◆ EXERCISE INPUT
== Segment start ==
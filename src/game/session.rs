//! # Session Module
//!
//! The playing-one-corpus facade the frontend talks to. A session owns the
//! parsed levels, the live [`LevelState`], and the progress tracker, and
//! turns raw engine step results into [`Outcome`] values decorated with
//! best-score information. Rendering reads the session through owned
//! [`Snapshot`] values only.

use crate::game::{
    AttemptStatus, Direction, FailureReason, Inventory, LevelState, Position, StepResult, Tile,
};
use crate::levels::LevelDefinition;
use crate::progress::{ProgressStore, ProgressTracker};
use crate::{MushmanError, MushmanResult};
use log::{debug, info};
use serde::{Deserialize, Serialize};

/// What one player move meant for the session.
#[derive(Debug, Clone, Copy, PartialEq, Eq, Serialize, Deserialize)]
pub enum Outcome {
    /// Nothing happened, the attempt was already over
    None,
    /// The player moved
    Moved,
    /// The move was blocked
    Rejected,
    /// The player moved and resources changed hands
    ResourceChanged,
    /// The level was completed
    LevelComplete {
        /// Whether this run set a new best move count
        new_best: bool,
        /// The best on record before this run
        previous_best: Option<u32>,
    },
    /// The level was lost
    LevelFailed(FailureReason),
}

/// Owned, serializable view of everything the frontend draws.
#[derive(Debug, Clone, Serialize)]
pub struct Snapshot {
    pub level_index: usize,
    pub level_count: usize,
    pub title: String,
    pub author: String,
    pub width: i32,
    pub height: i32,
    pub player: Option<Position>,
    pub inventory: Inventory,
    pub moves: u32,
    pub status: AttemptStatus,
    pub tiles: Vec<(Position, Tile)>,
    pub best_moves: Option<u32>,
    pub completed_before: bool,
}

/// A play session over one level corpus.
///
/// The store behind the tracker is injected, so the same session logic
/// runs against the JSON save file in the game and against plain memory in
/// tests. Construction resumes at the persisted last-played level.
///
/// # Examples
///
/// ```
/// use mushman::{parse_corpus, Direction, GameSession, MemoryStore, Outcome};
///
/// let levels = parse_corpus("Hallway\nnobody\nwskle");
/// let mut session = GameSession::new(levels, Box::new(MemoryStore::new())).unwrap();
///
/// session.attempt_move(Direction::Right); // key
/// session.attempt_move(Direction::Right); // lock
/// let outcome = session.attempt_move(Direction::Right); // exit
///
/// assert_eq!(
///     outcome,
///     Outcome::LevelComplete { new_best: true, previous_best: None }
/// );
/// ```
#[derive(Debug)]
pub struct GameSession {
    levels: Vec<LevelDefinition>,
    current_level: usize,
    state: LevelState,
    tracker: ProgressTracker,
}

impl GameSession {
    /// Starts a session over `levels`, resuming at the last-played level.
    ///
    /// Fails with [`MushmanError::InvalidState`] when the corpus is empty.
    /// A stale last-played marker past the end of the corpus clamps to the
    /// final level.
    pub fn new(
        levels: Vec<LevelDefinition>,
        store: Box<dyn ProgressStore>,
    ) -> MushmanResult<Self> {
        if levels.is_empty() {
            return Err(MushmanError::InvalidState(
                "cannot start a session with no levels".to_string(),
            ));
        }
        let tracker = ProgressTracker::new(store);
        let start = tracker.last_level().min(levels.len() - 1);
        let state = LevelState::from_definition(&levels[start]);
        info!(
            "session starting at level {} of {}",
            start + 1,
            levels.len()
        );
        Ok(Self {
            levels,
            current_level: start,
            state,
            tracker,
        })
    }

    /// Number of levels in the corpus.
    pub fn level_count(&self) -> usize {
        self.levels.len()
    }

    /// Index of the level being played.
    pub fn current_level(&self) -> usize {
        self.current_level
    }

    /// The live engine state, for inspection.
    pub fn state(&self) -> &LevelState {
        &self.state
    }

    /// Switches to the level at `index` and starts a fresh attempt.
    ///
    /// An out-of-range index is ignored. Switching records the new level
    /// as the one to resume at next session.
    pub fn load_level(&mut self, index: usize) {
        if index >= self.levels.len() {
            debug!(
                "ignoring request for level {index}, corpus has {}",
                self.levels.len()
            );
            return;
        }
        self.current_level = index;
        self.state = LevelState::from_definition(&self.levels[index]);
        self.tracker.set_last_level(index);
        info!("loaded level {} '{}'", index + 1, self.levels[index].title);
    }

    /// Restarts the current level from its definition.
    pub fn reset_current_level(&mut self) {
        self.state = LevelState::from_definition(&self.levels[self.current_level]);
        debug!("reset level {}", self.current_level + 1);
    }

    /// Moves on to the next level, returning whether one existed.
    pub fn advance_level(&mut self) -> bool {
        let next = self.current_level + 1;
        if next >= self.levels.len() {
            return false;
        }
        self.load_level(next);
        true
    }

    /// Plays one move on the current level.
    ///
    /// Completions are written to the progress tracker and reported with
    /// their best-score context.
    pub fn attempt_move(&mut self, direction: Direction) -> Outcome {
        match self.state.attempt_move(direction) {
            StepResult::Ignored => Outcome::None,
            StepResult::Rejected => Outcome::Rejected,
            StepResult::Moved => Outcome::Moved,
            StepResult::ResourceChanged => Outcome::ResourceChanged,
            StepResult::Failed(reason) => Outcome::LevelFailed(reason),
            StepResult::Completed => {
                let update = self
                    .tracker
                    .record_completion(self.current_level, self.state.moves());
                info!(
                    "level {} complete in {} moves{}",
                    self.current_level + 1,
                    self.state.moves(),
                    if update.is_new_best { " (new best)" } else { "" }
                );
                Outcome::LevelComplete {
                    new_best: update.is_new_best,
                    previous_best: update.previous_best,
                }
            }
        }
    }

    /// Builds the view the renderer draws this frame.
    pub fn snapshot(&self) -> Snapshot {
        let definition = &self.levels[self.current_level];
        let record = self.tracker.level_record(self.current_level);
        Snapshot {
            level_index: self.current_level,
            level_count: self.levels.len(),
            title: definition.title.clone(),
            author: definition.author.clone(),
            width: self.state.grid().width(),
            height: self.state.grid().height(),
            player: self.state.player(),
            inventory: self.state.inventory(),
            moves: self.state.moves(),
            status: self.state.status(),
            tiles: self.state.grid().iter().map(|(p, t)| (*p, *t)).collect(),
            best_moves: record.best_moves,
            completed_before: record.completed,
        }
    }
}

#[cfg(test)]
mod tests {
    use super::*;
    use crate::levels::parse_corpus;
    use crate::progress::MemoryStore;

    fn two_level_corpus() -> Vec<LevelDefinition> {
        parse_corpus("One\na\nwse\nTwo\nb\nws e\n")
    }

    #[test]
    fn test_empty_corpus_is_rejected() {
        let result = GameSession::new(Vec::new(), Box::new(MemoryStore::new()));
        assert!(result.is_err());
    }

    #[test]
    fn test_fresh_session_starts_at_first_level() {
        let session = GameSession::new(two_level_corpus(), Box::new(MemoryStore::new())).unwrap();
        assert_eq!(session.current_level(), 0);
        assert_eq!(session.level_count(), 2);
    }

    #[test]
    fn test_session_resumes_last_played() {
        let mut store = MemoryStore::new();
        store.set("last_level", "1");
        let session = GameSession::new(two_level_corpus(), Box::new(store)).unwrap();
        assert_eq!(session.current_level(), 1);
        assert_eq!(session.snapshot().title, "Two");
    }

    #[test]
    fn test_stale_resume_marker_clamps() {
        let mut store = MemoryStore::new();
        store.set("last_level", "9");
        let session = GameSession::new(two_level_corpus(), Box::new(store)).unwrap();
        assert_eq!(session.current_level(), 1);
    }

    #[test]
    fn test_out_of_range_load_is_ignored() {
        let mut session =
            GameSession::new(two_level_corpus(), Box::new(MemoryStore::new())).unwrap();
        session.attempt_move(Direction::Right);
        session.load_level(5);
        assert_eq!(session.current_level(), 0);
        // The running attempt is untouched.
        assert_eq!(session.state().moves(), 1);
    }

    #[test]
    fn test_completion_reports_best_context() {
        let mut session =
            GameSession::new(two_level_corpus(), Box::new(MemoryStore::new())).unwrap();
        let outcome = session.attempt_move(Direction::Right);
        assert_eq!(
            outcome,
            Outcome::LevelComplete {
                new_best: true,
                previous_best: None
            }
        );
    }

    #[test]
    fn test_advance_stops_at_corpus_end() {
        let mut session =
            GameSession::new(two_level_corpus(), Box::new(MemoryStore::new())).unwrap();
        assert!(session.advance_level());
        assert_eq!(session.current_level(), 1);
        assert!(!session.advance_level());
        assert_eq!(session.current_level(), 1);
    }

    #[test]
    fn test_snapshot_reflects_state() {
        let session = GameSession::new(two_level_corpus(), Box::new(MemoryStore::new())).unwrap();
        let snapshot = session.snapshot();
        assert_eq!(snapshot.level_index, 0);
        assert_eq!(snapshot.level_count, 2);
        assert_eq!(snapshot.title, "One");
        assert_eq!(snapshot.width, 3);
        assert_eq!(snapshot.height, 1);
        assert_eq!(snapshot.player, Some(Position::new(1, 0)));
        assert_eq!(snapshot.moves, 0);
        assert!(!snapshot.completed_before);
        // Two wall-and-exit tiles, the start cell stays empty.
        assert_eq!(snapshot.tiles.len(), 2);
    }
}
== Segment end ==
== Segment start ==
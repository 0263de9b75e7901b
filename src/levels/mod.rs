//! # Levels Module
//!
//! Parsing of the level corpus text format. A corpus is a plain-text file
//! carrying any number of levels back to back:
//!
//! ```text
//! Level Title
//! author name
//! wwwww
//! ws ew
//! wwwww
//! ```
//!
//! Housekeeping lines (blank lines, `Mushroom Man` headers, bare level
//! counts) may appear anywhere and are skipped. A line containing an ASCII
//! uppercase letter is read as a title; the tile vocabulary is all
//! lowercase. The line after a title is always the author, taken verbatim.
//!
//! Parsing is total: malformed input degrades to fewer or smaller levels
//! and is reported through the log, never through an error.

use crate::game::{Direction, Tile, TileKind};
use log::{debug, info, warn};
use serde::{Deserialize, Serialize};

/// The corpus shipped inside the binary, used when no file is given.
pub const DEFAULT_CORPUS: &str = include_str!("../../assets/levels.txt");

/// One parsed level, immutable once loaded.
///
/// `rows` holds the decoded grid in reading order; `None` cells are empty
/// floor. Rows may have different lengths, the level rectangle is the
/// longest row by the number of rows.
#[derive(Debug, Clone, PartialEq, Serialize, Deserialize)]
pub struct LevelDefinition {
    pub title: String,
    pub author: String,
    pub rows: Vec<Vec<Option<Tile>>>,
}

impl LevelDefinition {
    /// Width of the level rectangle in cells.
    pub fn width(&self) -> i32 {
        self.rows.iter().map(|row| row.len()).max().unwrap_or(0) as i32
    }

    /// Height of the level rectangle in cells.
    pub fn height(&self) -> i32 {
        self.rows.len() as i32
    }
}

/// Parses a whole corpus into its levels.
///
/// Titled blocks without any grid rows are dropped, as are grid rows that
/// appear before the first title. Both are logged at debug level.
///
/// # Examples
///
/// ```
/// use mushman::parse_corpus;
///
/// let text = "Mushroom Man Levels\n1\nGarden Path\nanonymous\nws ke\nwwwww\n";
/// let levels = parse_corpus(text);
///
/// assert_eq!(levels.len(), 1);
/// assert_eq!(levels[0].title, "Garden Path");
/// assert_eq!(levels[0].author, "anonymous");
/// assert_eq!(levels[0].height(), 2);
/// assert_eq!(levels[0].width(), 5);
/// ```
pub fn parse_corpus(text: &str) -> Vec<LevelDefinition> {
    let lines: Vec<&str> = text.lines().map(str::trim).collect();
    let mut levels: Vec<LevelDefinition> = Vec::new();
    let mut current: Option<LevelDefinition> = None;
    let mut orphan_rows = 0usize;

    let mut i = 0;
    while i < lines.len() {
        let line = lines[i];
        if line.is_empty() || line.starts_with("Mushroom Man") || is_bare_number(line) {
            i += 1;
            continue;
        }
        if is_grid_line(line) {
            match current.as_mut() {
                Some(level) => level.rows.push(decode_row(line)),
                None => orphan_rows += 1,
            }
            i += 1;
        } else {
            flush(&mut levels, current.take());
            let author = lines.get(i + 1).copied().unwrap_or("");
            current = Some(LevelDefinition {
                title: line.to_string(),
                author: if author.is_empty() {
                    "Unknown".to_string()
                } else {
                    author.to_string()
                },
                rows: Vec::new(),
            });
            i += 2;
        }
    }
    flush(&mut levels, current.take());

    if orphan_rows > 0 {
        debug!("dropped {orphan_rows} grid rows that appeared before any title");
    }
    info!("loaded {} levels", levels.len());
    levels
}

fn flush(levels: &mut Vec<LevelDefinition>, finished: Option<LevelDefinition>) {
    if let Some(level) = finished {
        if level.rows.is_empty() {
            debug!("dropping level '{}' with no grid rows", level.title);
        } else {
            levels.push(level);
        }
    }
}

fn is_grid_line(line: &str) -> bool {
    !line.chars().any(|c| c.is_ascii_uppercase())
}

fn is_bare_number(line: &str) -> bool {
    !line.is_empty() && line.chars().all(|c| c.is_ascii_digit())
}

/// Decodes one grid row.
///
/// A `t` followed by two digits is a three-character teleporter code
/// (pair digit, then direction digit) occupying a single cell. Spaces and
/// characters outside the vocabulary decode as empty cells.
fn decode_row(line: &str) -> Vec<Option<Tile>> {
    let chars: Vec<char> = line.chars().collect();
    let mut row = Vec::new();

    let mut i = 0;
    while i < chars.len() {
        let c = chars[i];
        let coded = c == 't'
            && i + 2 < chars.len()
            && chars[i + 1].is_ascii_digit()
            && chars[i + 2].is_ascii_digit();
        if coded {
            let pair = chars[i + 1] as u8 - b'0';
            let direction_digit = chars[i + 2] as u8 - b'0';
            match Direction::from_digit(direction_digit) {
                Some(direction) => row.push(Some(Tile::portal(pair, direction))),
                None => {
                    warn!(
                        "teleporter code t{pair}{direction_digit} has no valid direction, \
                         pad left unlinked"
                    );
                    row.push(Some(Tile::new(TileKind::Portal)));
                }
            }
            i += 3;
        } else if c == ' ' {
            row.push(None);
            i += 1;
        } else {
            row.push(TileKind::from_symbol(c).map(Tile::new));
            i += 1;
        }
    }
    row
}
== Segment end ==
== Segment start ==
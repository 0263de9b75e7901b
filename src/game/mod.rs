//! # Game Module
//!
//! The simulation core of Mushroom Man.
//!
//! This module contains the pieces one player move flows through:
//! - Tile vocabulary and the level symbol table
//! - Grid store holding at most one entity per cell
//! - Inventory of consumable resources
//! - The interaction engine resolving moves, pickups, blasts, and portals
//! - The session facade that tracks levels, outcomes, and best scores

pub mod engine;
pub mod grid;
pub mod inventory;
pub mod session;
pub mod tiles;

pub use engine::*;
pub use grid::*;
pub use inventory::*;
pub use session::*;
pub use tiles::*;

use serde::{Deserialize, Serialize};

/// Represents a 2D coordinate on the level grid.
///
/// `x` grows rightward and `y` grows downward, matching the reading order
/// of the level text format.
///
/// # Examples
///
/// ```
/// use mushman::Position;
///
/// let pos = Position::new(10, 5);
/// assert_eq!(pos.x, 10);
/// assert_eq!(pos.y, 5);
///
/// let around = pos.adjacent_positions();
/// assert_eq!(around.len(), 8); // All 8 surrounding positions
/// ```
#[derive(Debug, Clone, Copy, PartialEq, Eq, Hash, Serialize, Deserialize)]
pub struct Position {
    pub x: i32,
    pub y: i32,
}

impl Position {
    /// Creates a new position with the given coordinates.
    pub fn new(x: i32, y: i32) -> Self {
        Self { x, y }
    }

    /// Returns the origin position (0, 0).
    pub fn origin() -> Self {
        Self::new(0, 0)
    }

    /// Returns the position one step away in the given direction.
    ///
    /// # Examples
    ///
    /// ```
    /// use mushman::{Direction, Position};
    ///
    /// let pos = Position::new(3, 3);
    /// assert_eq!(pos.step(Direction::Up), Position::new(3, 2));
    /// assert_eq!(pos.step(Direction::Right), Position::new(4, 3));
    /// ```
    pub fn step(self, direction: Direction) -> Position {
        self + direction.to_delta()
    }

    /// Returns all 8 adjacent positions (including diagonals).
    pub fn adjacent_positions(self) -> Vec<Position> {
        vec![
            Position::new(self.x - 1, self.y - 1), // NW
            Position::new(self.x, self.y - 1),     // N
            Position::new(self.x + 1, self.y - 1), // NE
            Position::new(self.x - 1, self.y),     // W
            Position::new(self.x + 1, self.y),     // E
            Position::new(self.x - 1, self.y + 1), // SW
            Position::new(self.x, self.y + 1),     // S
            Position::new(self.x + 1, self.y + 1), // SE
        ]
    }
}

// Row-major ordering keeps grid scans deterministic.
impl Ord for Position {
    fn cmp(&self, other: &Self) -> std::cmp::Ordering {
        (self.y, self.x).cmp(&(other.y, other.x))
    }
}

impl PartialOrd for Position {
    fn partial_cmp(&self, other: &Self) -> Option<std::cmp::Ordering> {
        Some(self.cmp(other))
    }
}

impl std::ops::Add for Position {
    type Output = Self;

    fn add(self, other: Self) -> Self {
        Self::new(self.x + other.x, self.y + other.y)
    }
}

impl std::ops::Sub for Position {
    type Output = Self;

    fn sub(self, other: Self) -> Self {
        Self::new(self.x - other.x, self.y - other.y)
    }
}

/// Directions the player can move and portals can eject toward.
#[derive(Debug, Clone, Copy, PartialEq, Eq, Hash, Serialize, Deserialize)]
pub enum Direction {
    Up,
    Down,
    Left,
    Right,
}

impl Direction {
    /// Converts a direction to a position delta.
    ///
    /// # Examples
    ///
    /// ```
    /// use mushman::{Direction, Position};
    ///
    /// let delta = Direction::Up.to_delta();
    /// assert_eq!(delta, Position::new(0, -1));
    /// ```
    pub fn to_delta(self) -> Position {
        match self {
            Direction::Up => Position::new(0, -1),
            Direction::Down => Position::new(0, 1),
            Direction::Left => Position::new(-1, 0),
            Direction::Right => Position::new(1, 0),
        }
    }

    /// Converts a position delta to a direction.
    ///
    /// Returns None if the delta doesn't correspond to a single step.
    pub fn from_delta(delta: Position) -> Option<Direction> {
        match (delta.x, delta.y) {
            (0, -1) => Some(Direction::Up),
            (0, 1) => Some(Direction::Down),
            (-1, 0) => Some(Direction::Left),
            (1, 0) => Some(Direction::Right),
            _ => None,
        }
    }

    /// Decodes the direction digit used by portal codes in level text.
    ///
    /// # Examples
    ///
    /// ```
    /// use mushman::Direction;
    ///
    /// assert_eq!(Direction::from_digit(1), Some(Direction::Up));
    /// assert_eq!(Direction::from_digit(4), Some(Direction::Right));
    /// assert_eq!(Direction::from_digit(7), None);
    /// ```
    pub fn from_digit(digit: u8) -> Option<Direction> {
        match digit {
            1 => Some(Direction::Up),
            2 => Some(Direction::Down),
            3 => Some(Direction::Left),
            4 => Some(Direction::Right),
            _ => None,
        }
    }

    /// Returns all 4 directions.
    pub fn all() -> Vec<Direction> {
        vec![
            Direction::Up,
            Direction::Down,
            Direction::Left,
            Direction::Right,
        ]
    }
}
== Segment end ==
◆ AIM OF THE TASK
Copy the lines of the data above exactly as written, beginning with the line containing "filename src/game/session.rs" and ending with the line containing "plain memory in", and leave out all other lines.

◆ ANSWER FOR THE TASK
filename src/game/session.rs
//! # Session Module
//!
//! The playing-one-corpus facade the frontend talks to. A session owns the
//! parsed levels, the live [`LevelState`], and the progress tracker, and
//! turns raw engine step results into [`Outcome`] values decorated with
//! best-score information. Rendering reads the session through owned
//! [`Snapshot`] values only.

use crate::game::{
    AttemptStatus, Direction, FailureReason, Inventory, LevelState, Position, StepResult, Tile,
};
use crate::levels::LevelDefinition;
use crate::progress::{ProgressStore, ProgressTracker};
use crate::{MushmanError, MushmanResult};
use log::{debug, info};
use serde::{Deserialize, Serialize};

/// What one player move meant for the session.
#[derive(Debug, Clone, Copy, PartialEq, Eq, Serialize, Deserialize)]
pub enum Outcome {
    /// Nothing happened, the attempt was already over
    None,
    /// The player moved
    Moved,
    /// The move was blocked
    Rejected,
    /// The player moved and resources changed hands
    ResourceChanged,
    /// The level was completed
    LevelComplete {
        /// Whether this run set a new best move count
        new_best: bool,
        /// The best on record before this run
        previous_best: Option<u32>,
    },
    /// The level was lost
    LevelFailed(FailureReason),
}

/// Owned, serializable view of everything the frontend draws.
#[derive(Debug, Clone, Serialize)]
pub struct Snapshot {
    pub level_index: usize,
    pub level_count: usize,
    pub title: String,
    pub author: String,
    pub width: i32,
    pub height: i32,
    pub player: Option<Position>,
    pub inventory: Inventory,
    pub moves: u32,
    pub status: AttemptStatus,
    pub tiles: Vec<(Position, Tile)>,
    pub best_moves: Option<u32>,
    pub completed_before: bool,
}

/// A play session over one level corpus.
///
/// The store behind the tracker is injected, so the same session logic
/// runs against the JSON save file in the game and against plain memory in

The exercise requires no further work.